● **What is expected**:
Look through the lines below and extract any with the word "warn".

(Stored items)
// JSON file ConfigStore Implementation

use async_trait::async_trait;
use std::io::ErrorKind;
use std::path::{Path, PathBuf};
use toolkit_core::domain::ToolkitConfig;
use toolkit_core::error::Result;
use toolkit_core::port::artifact_store::to_pretty_json;
use toolkit_core::port::ConfigStore;
use tracing::{info, warn};

pub const DEFAULT_CONFIG_FILE: &str = "toolkit_config.json";

/// Configuration stored as a single JSON document
///
/// Missing sections and keys take their defaults, so hand-written partial
/// files keep working.
pub struct JsonConfigStore {
    path: PathBuf,
}

impl JsonConfigStore {
    pub fn new(path: impl Into<PathBuf>) -> Self {
        Self { path: path.into() }
    }

    async fn write_defaults(&self) -> ToolkitConfig {
        let config = ToolkitConfig::default();
        match self.save(&config).await {
            Ok(()) => info!(path = %self.path.display(), "Created default configuration file"),
            Err(e) => warn!(
                path = %self.path.display(),
                error = %e,
                "Could not write default configuration file"
            ),
        }
        config
    }
}

impl Default for JsonConfigStore {
    fn default() -> Self {
        Self::new(DEFAULT_CONFIG_FILE)
    }
}

#[async_trait]
impl ConfigStore for JsonConfigStore {
    async fn load(&self) -> ToolkitConfig {
        let text = match tokio::fs::read_to_string(&self.path).await {
            Ok(text) => text,
            Err(e) if e.kind() == ErrorKind::NotFound => return self.write_defaults().await,
            Err(e) => {
                warn!(path = %self.path.display(), error = %e, "Could not read configuration, using defaults");
                return ToolkitConfig::default();
            }
        };

        let config = match serde_json::from_str::<ToolkitConfig>(&text) {
            Ok(config) => config,
            Err(e) => {
                // The file is left untouched so the operator can fix it
                warn!(path = %self.path.display(), error = %e, "Malformed configuration, using defaults");
                return ToolkitConfig::default();
            }
        };

        if let Err(e) = config.validate() {
            warn!(path = %self.path.display(), error = %e, "Configuration has out-of-range values");
        }
        info!(path = %self.path.display(), "Configuration loaded");
        config
    }

    async fn save(&self, config: &ToolkitConfig) -> Result<()> {
        if let Some(parent) = self.path.parent().filter(|p| !p.as_os_str().is_empty()) {
            tokio::fs::create_dir_all(parent).await?;
        }
        let body = to_pretty_json(config)?;
        tokio::fs::write(&self.path, body).await?;
        Ok(())
    }

    fn location(&self) -> &Path {
        &self.path
    }
}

● **Exercise response**:
use tracing::{info, warn};
            Err(e) => warn!(
                warn!(path = %self.path.display(), error = %e, "Could not read configuration, using defaults");
                warn!(path = %self.path.display(), error = %e, "Malformed configuration, using defaults");
            warn!(path = %self.path.display(), error = %e, "Configuration has out-of-range values");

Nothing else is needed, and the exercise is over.